Entries taken from a collection:
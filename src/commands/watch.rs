use crate::db::orders::Orders;
use crate::libs::config::Config;
use crate::libs::sla::SlaClock;
use crate::libs::watcher::SlaWatcher;
use anyhow::Result;

/// Runs the SLA watch loop with the configured clock and poll interval.
pub async fn cmd() -> Result<()> {
    let config = Config::read()?;
    let clock = SlaClock::from(&config.sla.unwrap_or_default());

    let mut watcher = SlaWatcher::new(Orders::new()?, clock, config.watch.unwrap_or_default());
    watcher.run().await?;
    Ok(())
}
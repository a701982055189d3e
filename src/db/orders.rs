//! Database operations for work orders and their pause lists.
//!
//! This is the host record store the SLA engine reads snapshots from and the
//! place ledger results are written back to. Each order's pause list is kept
//! in `order_pauses`, one row per interval, in list order.
//!
//! ## Write Model
//!
//! [`Orders::save`] rewrites an order row and its full pause list inside one
//! transaction, so a reader never observes a status change without the
//! matching pause change. Concurrent writers are serialized by the connection
//! mutex.
//!
//! ## Usage
//!
//! ```rust,no_run
//! use obras::db::orders::Orders;
//! use obras::libs::order::WorkOrder;
//! use chrono::Local;
//!
//! let orders = Orders::new()?;
//! orders.insert(&WorkOrder::new("OS-2025-001", Local::now().naive_local(), Some(48.0)))?;
//! let order = orders.fetch("OS-2025-001")?;
//! # Ok::<(), anyhow::Error>(())
//! ```

use crate::db::db::Db;
use crate::libs::error::OrderError;
use crate::libs::order::WorkOrder;
use crate::libs::pause::{PauseInterval, PauseKind};
use crate::libs::timestamp::{Timestamp, TIMESTAMP_FORMAT};
use anyhow::Result;
use chrono::NaiveDateTime;
use parking_lot::Mutex;
use rusqlite::{params, Connection, OptionalExtension, Row};
use std::path::Path;
use std::sync::Arc;

const INSERT_ORDER: &str =
    "INSERT INTO orders (id, created_at, sla_hours, status, status_before_pause, completed_at) VALUES (?1, ?2, ?3, ?4, ?5, ?6)";

const UPDATE_ORDER: &str = "UPDATE orders SET status = ?1, status_before_pause = ?2, completed_at = ?3 WHERE id = ?4";

const SELECT_ORDER: &str = "SELECT id, created_at, sla_hours, status, status_before_pause, completed_at FROM orders WHERE id = ?1";

const SELECT_ORDERS: &str = "SELECT id, created_at, sla_hours, status, status_before_pause, completed_at FROM orders ORDER BY created_at, id";

const SELECT_PAUSES: &str = "SELECT kind, reason, note, started_at, ended_at FROM order_pauses WHERE order_id = ?1 ORDER BY position";

const DELETE_PAUSES: &str = "DELETE FROM order_pauses WHERE order_id = ?1";

const INSERT_PAUSE: &str =
    "INSERT INTO order_pauses (order_id, position, kind, reason, note, started_at, ended_at) VALUES (?1, ?2, ?3, ?4, ?5, ?6, ?7)";

/// Converts a timestamp to its local storage string.
fn to_column(timestamp: Option<Timestamp>) -> Option<String> {
    timestamp.and_then(|t| t.to_local()).map(|t| t.format(TIMESTAMP_FORMAT).to_string())
}

/// Reads a stored timestamp; unparseable values load as missing.
fn from_column(value: Option<String>) -> Option<Timestamp> {
    value
        .and_then(|raw| NaiveDateTime::parse_from_str(&raw, TIMESTAMP_FORMAT).ok())
        .map(Timestamp::Plain)
}

fn order_from_row(row: &Row) -> rusqlite::Result<WorkOrder> {
    Ok(WorkOrder {
        id: row.get(0)?,
        created_at: from_column(row.get(1)?),
        sla_hours: row.get(2)?,
        status: row.get(3)?,
        status_before_pause: row.get(4)?,
        pauses: Vec::new(),
        completed_at: from_column(row.get(5)?),
    })
}

fn load_pauses(conn: &Connection, order_id: &str) -> Result<Vec<PauseInterval>> {
    let mut stmt = conn.prepare(SELECT_PAUSES)?;
    let pause_iter = stmt.query_map([order_id], |row| {
        Ok(PauseInterval {
            kind: PauseKind::from_tag(&row.get::<_, String>(0)?),
            reason: row.get(1)?,
            note: row.get(2)?,
            started_at: from_column(row.get(3)?),
            ended_at: from_column(row.get(4)?),
        })
    })?;

    let mut pauses = Vec::new();
    for pause in pause_iter {
        pauses.push(pause?);
    }
    Ok(pauses)
}

/// Database manager for work orders.
pub struct Orders {
    pub conn: Arc<Mutex<Connection>>,
}

impl Orders {
    /// Opens the order store in the application data directory.
    pub fn new() -> Result<Orders> {
        Ok(Self::from_db(Db::new()?))
    }

    /// Opens the order store at an explicit database path.
    pub fn open(path: &Path) -> Result<Orders> {
        Ok(Self::from_db(Db::open(path)?))
    }

    fn from_db(db: Db) -> Orders {
        Orders {
            conn: Arc::new(Mutex::new(db.conn)),
        }
    }

    /// Registers a new work order together with any pauses it already carries.
    pub fn insert(&self, order: &WorkOrder) -> Result<()> {
        let mut conn = self.conn.lock();
        let exists = conn.query_row(SELECT_ORDER, [&order.id], |_| Ok(())).optional()?.is_some();
        if exists {
            return Err(OrderError::DuplicateId(order.id.clone()).into());
        }

        let tx = conn.transaction()?;
        tx.execute(
            INSERT_ORDER,
            params![
                order.id,
                to_column(order.created_at),
                order.sla_hours,
                order.status,
                order.status_before_pause,
                to_column(order.completed_at),
            ],
        )?;
        for (position, pause) in order.pauses.iter().enumerate() {
            insert_pause(&tx, &order.id, position, pause)?;
        }
        tx.commit()?;
        Ok(())
    }

    /// Loads a work order with its pause list.
    pub fn fetch(&self, id: &str) -> Result<Option<WorkOrder>> {
        let conn = self.conn.lock();
        let order = conn.query_row(SELECT_ORDER, [id], order_from_row).optional()?;
        match order {
            Some(mut order) => {
                order.pauses = load_pauses(&conn, &order.id)?;
                Ok(Some(order))
            }
            None => Ok(None),
        }
    }

    /// Loads a work order or fails with [`OrderError::NotFound`].
    pub fn get(&self, id: &str) -> Result<WorkOrder> {
        self.fetch(id)?.ok_or_else(|| OrderError::NotFound(id.to_string()).into())
    }

    /// Loads all work orders, oldest first.
    pub fn fetch_all(&self) -> Result<Vec<WorkOrder>> {
        let conn = self.conn.lock();
        let mut stmt = conn.prepare(SELECT_ORDERS)?;
        let order_iter = stmt.query_map([], order_from_row)?;

        let mut orders = Vec::new();
        for order in order_iter {
            let mut order = order?;
            order.pauses = load_pauses(&conn, &order.id)?;
            orders.push(order);
        }
        Ok(orders)
    }

    /// Writes back the status fields and the full pause list of an order.
    pub fn save(&self, order: &WorkOrder) -> Result<()> {
        let mut conn = self.conn.lock();
        let tx = conn.transaction()?;

        let updated = tx.execute(
            UPDATE_ORDER,
            params![order.status, order.status_before_pause, to_column(order.completed_at), order.id],
        )?;
        if updated == 0 {
            return Err(OrderError::NotFound(order.id.clone()).into());
        }

        tx.execute(DELETE_PAUSES, [&order.id])?;
        for (position, pause) in order.pauses.iter().enumerate() {
            insert_pause(&tx, &order.id, position, pause)?;
        }

        tx.commit()?;
        Ok(())
    }
}

fn insert_pause(conn: &Connection, order_id: &str, position: usize, pause: &PauseInterval) -> Result<()> {
    conn.execute(
        INSERT_PAUSE,
        params![
            order_id,
            position as i64,
            pause.kind.as_str(),
            pause.reason,
            pause.note,
            to_column(pause.started_at),
            to_column(pause.ended_at),
        ],
    )?;
    Ok(())
}
//! Duration formatting utilities for user-friendly display.
//!
//! SLA figures reach operators as `HH:MM` strings in tables, watch alerts and
//! exports. Durations are often several days long, so hours are not wrapped
//! at 24.
//!
//! ## Format Rules
//!
//! - Hours are zero-padded to at least 2 digits
//! - Minutes are zero-padded to 2 digits
//! - Seconds are dropped
//! - Negative durations are shown as "00:00"
//!
//! ## Examples
//!
//! ```rust
//! use obras::libs::formatter::{format_duration, format_hours};
//! use chrono::Duration;
//!
//! assert_eq!(format_duration(&Duration::hours(73)), "73:00");
//! assert_eq!(format_hours(54.5), "54:30");
//! ```

use chrono::Duration;
use serde::{Deserialize, Serialize};

/// A pause interval pre-formatted for table display.
#[derive(Debug, Clone, Serialize, Deserialize)]
pub struct FormattedPause {
    /// Position of the pause in the order's list, starting at 1.
    pub id: i32,
    pub kind: String,
    pub reason: String,
    pub note: String,
    /// Start as "YYYY-MM-DD HH:MM:SS", or "-" when missing.
    pub start: String,
    /// End as "YYYY-MM-DD HH:MM:SS", or "-" while open.
    pub end: String,
    /// Length as "HH:MM", or "--:--" for malformed entries.
    pub duration: String,
}

/// Formats a chrono::Duration into a "HH:MM" string.
pub fn format_duration(duration: &Duration) -> String {
    let hours = duration.num_hours();
    let mins = duration.num_minutes() % 60;

    format!("{:02}:{:02}", hours.max(0), mins.max(0))
}

/// Formats fractional hours as "HH:MM".
pub fn format_hours(hours: f64) -> String {
    if !hours.is_finite() {
        return format_duration(&Duration::zero());
    }
    format_duration(&Duration::minutes((hours * 60.0).round() as i64))
}
//! Polling loop that re-evaluates open work orders and alerts on transitions.
//!
//! Classification is relative to "now", so an order turns overdue without any
//! record changing. The watcher re-reads the order store every poll interval,
//! evaluates each open order with the configured [`SlaClock`] and raises an
//! alert whenever an order's classification changes.
//!
//! ## Alerts
//!
//! - **Overdue**: always reported, as a warning
//! - **Near-due**: reported when `notify_near_due` is set
//! - **Back on track**: reported after a resumed or reconfigured order drops
//!   out of near-due or overdue
//!
//! Orders seen for the first time are compared against "on track", so an
//! order that is already overdue when the watch starts is reported once.
//!
//! The loop runs until Ctrl+C.

use crate::db::orders::Orders;
use crate::libs::config::WatchConfig;
use crate::libs::formatter::{format_duration, format_hours};
use crate::libs::messages::Message;
use crate::libs::sla::{SlaClock, SlaReport, SlaStatus};
use crate::{msg_debug, msg_error, msg_info, msg_warning};
use anyhow::Result;
use chrono::{Local, NaiveDateTime};
use std::collections::HashMap;
use tokio::time::{self, Duration, MissedTickBehavior};

/// A change in an order's classification between two polls.
#[derive(Debug, Clone, PartialEq)]
pub struct Transition {
    pub order_id: String,
    /// `None` when the order was not seen before.
    pub from: Option<SlaStatus>,
    pub to: SlaStatus,
    pub elapsed_hours: f64,
    pub remaining: chrono::Duration,
}

/// Compares fresh reports against the previously observed classifications.
///
/// New orders count as a transition only when they are not on track.
pub fn detect_transitions(previous: &HashMap<String, SlaStatus>, reports: &[SlaReport]) -> Vec<Transition> {
    reports
        .iter()
        .filter_map(|report| {
            let from = previous.get(&report.order_id).copied();
            let changed = match from {
                Some(status) => status != report.status,
                None => report.status != SlaStatus::OnTrack,
            };
            changed.then(|| Transition {
                order_id: report.order_id.clone(),
                from,
                to: report.status,
                elapsed_hours: report.elapsed_hours,
                remaining: report.remaining,
            })
        })
        .collect()
}

pub struct SlaWatcher {
    orders: Orders,
    clock: SlaClock,
    config: WatchConfig,
    last_status: HashMap<String, SlaStatus>,
}

impl SlaWatcher {
    pub fn new(orders: Orders, clock: SlaClock, config: WatchConfig) -> Self {
        SlaWatcher {
            orders,
            clock,
            config,
            last_status: HashMap::new(),
        }
    }

    /// Evaluates all open orders at `now` and returns the transitions since the
    /// previous tick.
    pub fn tick(&mut self, now: NaiveDateTime) -> Result<Vec<Transition>> {
        let open: Vec<_> = self.orders.fetch_all()?.into_iter().filter(|order| !order.is_completed()).collect();
        let reports = self.clock.evaluate_all(&open, now);
        let transitions = detect_transitions(&self.last_status, &reports);

        self.last_status = reports.iter().map(|report| (report.order_id.clone(), report.status)).collect();
        msg_debug!(Message::WatchTick(reports.len()));

        Ok(transitions)
    }

    fn alert(&self, transition: &Transition) {
        match transition.to {
            SlaStatus::Overdue => {
                msg_warning!(Message::OrderBecameOverdue(
                    transition.order_id.clone(),
                    format_hours(transition.elapsed_hours)
                ));
            }
            SlaStatus::NearDue if self.config.notify_near_due => {
                msg_info!(Message::OrderBecameNearDue(
                    transition.order_id.clone(),
                    format_duration(&transition.remaining)
                ));
            }
            SlaStatus::NearDue => {}
            SlaStatus::OnTrack => {
                msg_info!(Message::OrderBackOnTrack(transition.order_id.clone()));
            }
        }
    }

    /// Runs the polling loop until Ctrl+C.
    pub async fn run(&mut self) -> Result<()> {
        let mut interval = time::interval(Duration::from_secs(self.config.poll_interval.max(1)));
        interval.set_missed_tick_behavior(MissedTickBehavior::Delay);

        msg_info!(Message::WatchStarted(self.config.poll_interval.max(1)));

        let shutdown = tokio::signal::ctrl_c();
        tokio::pin!(shutdown);

        loop {
            tokio::select! {
                _ = interval.tick() => {
                    for transition in self.tick(Local::now().naive_local())? {
                        self.alert(&transition);
                    }
                }
                signal = &mut shutdown => {
                    if let Err(e) = signal {
                        msg_error!(Message::WatchCtrlCListenFailed(e.to_string()));
                    }
                    break;
                }
            }
        }

        msg_info!(Message::WatchStopped);
        Ok(())
    }
}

Exercise objective: Once you have found every line above holding the word "reported", copy those lines.

Solution to this exercise:
//! - **Overdue**: always reported, as a warning
//! - **Near-due**: reported when `notify_near_due` is set
//! - **Back on track**: reported after a resumed or reconfigured order drops
//! order that is already overdue when the watch starts is reported once.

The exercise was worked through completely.